Et comme mentionné précédemment, l'augmentation de DTS proposée par le FMI pourrait être mises en œuvre sans trop nuire à la dette rapportée aux PIB de nombreux pays. Cependant, il est également nécessaire d'examiner ce qui est considéré comme une dette insoutenable pour s'assurer que les appréciations sur les niveaux de la dette africaine soient conformes aux critères internationaux. De nombreuses économies avancées ont relevé leurs plafonds d'endettement pour répondre aux demandes de financement de leurs économies afin de lutter contre les effets négatifs du covid sur l'emploi et l'activité économique. L'Afrique devrait également être en mesure de tirer parti de ses ressources nationales pour faire de même. Et ici, le rôle des banques nationales de développement et des banques régionales de développement est critique, car elles peuvent couronner les ressources commerciales nationales et permettre le mélange avec l'aide internationale et les sources de financement concessionnelles.

En tant que banque d'investissement fournissant des financements aux secteurs public et privé à travers le continent, comment SouthBridge Group aborde-t-elle cette question des financements innovants ?

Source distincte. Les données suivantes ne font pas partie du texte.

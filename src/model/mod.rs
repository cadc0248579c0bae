//! Core data model: patches, stacks, trees and conflicts.

pub mod conflict;
pub mod patch;
pub mod stack;
pub mod tree;
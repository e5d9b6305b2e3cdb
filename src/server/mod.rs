//! Server Module
//!
//! The [`Server`] owns everything: the listening socket, the poller, the
//! connection table, the idle list and the storage engine. No globals, no
//! shared state; integration tests run several servers in one process on
//! different ports.
//!
//! See `event_loop` for the iteration structure and the timer handling.

pub mod event_loop;

// Re-export the server type
pub use event_loop::Server;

SouthBridge soutient les gouvernements, les entreprises et les institutions de financement du développement par le biais d'activités de conseil et d'investissement. Il s'agit notamment de conseiller les gouvernements et les entreprises sur la restructuration de leur dette, les aider à rechercher des sources de financement alternatives et nouvelles pour répondre à leurs besoins d'investissement, les aider à se préparer à des solutions exigées par les marchés, y compris l'émission d'obligations, l'amélioration de la liquidité grâce à la titrisation et d'autres formes de regroupement de leurs portefeuilles. Conseiller les banques de développement pour maintenir ou améliorer leurs notations de crédit et donc réduire leur coût du capital. Du côté de l'investissement, nous soutenons les pays en créant des véhicules spécialisés et uniques pour répondre aux besoins de leurs secteurs : des services financiers, des PME, des femmes et des besoins d'investissement en matière d'adaptation et de résilience liés au changement climatique.

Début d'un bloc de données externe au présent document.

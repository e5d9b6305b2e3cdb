//! Fixed-size thread pool over an unbounded FIFO channel.

use std::thread::{self, JoinHandle};

use crossbeam_channel::{unbounded, Sender};
use tracing::debug;

/// Worker-thread count used when the caller has no reason to pick another.
pub const DEFAULT_WORKERS: usize = 4;

type Task = Box<dyn FnOnce() + Send + 'static>;

/// A pool of worker threads draining a shared task queue in FIFO order.
///
/// Dropping the pool closes the queue and joins the workers, so every task
/// enqueued before the drop still runs.
#[derive(Debug)]
pub struct ThreadPool {
    sender: Option<Sender<Task>>,
    workers: Vec<JoinHandle<()>>,
}

impl ThreadPool {
    /// Spawns `workers` threads, each blocking on the shared queue.
    ///
    /// # Panics
    ///
    /// Panics if the OS refuses to spawn a thread; the pool is created once
    /// at startup, where that failure is fatal anyway.
    pub fn new(workers: usize) -> Self {
        assert!(workers > 0, "thread pool needs at least one worker");
        let (sender, receiver) = unbounded::<Task>();
        let mut handles = Vec::with_capacity(workers);
        for i in 0..workers {
            let receiver = receiver.clone();
            let handle = thread::Builder::new()
                .name(format!("rapidkv-worker-{i}"))
                .spawn(move || {
                    // recv fails only when all senders are gone; that is the
                    // shutdown signal
                    while let Ok(task) = receiver.recv() {
                        task();
                    }
                    debug!("worker exiting");
                })
                .expect("failed to spawn worker thread");
            handles.push(handle);
        }
        ThreadPool {
            sender: Some(sender),
            workers: handles,
        }
    }

    /// Queues a task for the next free worker.
    pub fn execute(&self, task: impl FnOnce() + Send + 'static) {
        if let Some(sender) = &self.sender {
            // the receivers live as long as the pool, so send cannot fail here
            let _ = sender.send(Box::new(task));
        }
    }
}

impl Drop for ThreadPool {
    fn drop(&mut self) {
        drop(self.sender.take());
        for handle in self.workers.drain(..) {
            let _ = handle.join();
        }
    }
}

Quel rôle les gouvernements peuvent-ils jouer pour favoriser l'innovation financière ?

Les gouvernements peuvent soutenir l'émergence ou le déploiement à grande échelle de l'innovation financière en mettant en place les environnements réglementaires appropriés. Les gouvernements ont l'avantage de pouvoir prendre des risques à long terme. Ils pourraient alors organiser des réglementations qui aident à l'innovation en premier par la création d'une « one-stop shop » où tous les investisseurs pourraient arriver et trouver facilement les opportunités dans les pays. Le Togo à titre d'exemple l'a fait. Les autorités ont créé un « one-stop shop », ce qui a permis qu'ils reçoivent les investissements visant créer des parcs industriels même pendant la période du Covid. Cela témoigne donc de ce qu'il est possible d'avoir des réglementations qui facilitent l'entrée des investissements.

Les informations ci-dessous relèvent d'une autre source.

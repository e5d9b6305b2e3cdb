//! Readiness-Driven Event Loop
//!
//! One thread, one poller, every connection. Each iteration of
//! [`Server::run`]:
//!
//! 1. polls with a timeout derived from the nearest timer (idle deadline or
//!    TTL-heap root), or zero when some connection still has actionable
//!    readiness left over from the previous turn;
//! 2. marks connection readiness from the delivered events and accepts any
//!    pending clients;
//! 3. gives every actionable connection one read or write turn;
//! 4. sweeps idle connections and expired keys.
//!
//! The poller is edge-triggered, so readiness is remembered per connection
//! and only forgotten on `WouldBlock`. That is what keeps the one-turn-per-
//! iteration fairness honest: a firehosing client gets exactly one bounded
//! read per iteration, and the zero timeout in step 1 makes sure the loop
//! comes straight back for the rest without stalling anyone else.

use std::io;
use std::net::SocketAddr;
use std::time::{Duration, Instant};

use mio::net::TcpListener;
use mio::{Events, Interest, Poll, Token};
use slab::Slab;
use tracing::{error, info, warn};

use crate::connection::{Connection, IdleList};
use crate::storage::StorageEngine;

/// Token for the listening socket; connections use their slab keys, which
/// stay comfortably below this.
const LISTENER: Token = Token(1 << 30);

/// Connections idle longer than this are closed.
const IDLE_TIMEOUT_MS: u64 = 5_000;

/// Upper bound on expired keys reclaimed per iteration.
const TTL_SWEEP_BUDGET: usize = 2_000;

const EVENT_CAPACITY: usize = 1024;

/// The server: listener, poller, connection table, keyspace and timers,
/// all owned by one struct and driven from one thread.
pub struct Server {
    poll: Poll,
    events: Events,
    listener: TcpListener,
    conns: Slab<Connection>,
    idle: IdleList,
    engine: StorageEngine,
    started: Instant,
}

impl Server {
    /// Binds the listener and sets up the poller. The keyspace starts
    /// empty; nothing is persisted.
    pub fn bind(addr: SocketAddr) -> io::Result<Self> {
        let poll = Poll::new()?;
        let mut listener = TcpListener::bind(addr)?;
        poll.registry()
            .register(&mut listener, LISTENER, Interest::READABLE)?;
        Ok(Server {
            poll,
            events: Events::with_capacity(EVENT_CAPACITY),
            listener,
            conns: Slab::new(),
            idle: IdleList::new(),
            engine: StorageEngine::new(),
            started: Instant::now(),
        })
    }

    /// The bound address, useful when binding to port 0.
    pub fn local_addr(&self) -> io::Result<SocketAddr> {
        self.listener.local_addr()
    }

    /// Runs the loop forever (or until a fatal poller error).
    pub fn run(&mut self) -> io::Result<()> {
        info!(addr = %self.local_addr()?, "listening");
        loop {
            self.tick()?;
        }
    }

    /// One loop iteration. Public so integration tests can drive the server
    /// without committing a thread to `run`.
    pub fn tick(&mut self) -> io::Result<()> {
        let timeout = self.poll_timeout();
        if let Err(e) = self.poll.poll(&mut self.events, timeout) {
            if e.kind() == io::ErrorKind::Interrupted {
                return Ok(());
            }
            return Err(e);
        }

        let mut accept_ready = false;
        for event in self.events.iter() {
            match event.token() {
                LISTENER => accept_ready = true,
                Token(key) => {
                    // the connection may have been closed this very tick
                    if let Some(conn) = self.conns.get_mut(key) {
                        if event.is_readable() {
                            conn.readable = true;
                        }
                        if event.is_writable() {
                            conn.writable = true;
                        }
                    }
                }
            }
        }

        if accept_ready {
            self.accept_pending();
        }
        self.drive_connections();
        self.process_timers();
        Ok(())
    }

    /// Milliseconds since the server started; the monotonic clock every
    /// deadline in the system is expressed in.
    fn now_ms(&self) -> u64 {
        self.started.elapsed().as_millis() as u64
    }

    /// Zero while leftover readiness is actionable, otherwise the time to
    /// the nearest timer, otherwise block indefinitely.
    fn poll_timeout(&self) -> Option<Duration> {
        if self.conns.iter().any(|(_, conn)| conn.is_actionable()) {
            return Some(Duration::ZERO);
        }
        let idle_deadline = self
            .idle
            .front()
            .map(|key| self.conns[key].last_active_ms + IDLE_TIMEOUT_MS);
        let ttl_deadline = self.engine.next_deadline_ms();
        let deadline = match (idle_deadline, ttl_deadline) {
            (Some(a), Some(b)) => a.min(b),
            (Some(a), None) => a,
            (None, Some(b)) => b,
            (None, None) => return None,
        };
        Some(Duration::from_millis(deadline.saturating_sub(self.now_ms())))
    }

    /// Accepts until the listener has nothing left.
    fn accept_pending(&mut self) {
        loop {
            match self.listener.accept() {
                Ok((mut stream, addr)) => {
                    let now = self.now_ms();
                    let entry = self.conns.vacant_entry();
                    let key = entry.key();
                    if let Err(e) = self.poll.registry().register(
                        &mut stream,
                        Token(key),
                        Interest::READABLE | Interest::WRITABLE,
                    ) {
                        // dropping the stream closes the socket
                        error!(client = %addr, error = %e, "register failed");
                        continue;
                    }
                    entry.insert(Connection::new(stream, addr, now));
                    self.idle.push_back(key);
                    info!(client = %addr, "connection accepted");
                }
                Err(e) if e.kind() == io::ErrorKind::WouldBlock => break,
                Err(e) if e.kind() == io::ErrorKind::Interrupted => continue,
                Err(e) => {
                    // transient accept errors must not kill the server
                    error!(error = %e, "accept failed");
                    break;
                }
            }
        }
    }

    /// Gives each actionable connection one turn, reads before writes.
    fn drive_connections(&mut self) {
        let now = self.now_ms();
        let keys: Vec<usize> = self
            .conns
            .iter()
            .filter(|(_, conn)| conn.is_actionable())
            .map(|(key, _)| key)
            .collect();
        for key in keys {
            let Some(conn) = self.conns.get_mut(key) else {
                continue;
            };
            if conn.want_read && conn.readable {
                conn.last_active_ms = now;
                conn.handle_read(&mut self.engine, now);
                self.idle.touch(key);
            } else if conn.want_write && conn.writable {
                conn.last_active_ms = now;
                conn.handle_write();
                self.idle.touch(key);
            }
            if self.conns[key].want_close {
                self.close(key);
            }
        }
    }

    /// Expires idle connections from the front of the list, then sweeps the
    /// TTL heap within its budget.
    fn process_timers(&mut self) {
        let now = self.now_ms();
        while let Some(key) = self.idle.front() {
            let deadline = self.conns[key].last_active_ms + IDLE_TIMEOUT_MS;
            if deadline >= now {
                break;
            }
            info!(client = %self.conns[key].addr(), "idle timeout");
            self.close(key);
        }
        self.engine.expire_sweep(now, TTL_SWEEP_BUDGET);
    }

    fn close(&mut self, key: usize) {
        self.idle.remove(key);
        let mut conn = self.conns.remove(key);
        if let Err(e) = self.poll.registry().deregister(conn.stream_mut()) {
            warn!(client = %conn.addr(), error = %e, "deregister failed");
        }
        info!(client = %conn.addr(), "connection closed");
        // dropping the connection closes the socket
    }
}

Les gouvernements africains peuvent en outre mettre en œuvre des projets pilotes, en tirer des leçons et les développer. Donner la priorité à l'utilisation des ressources existantes pour permettre aux sources alternatives de répondre à d'autres besoins en se concentrant sur la construction de pipelines solides de projets avant le lancement, et une mise en œuvre diligente après le lancement. Des obligations pour garantir que le financement est efficace et pas trop coûteux. Soutenir l'épine dorsale technologique et d'autres investissements d'infrastructures fondamentaux qui permettent à l'innovation de prospérer en tirant les leçons d'expériences internationales et en apportant des solutions adaptées à leurs besoins spécifiques.

Propos recueillis par Ristel Tchounand.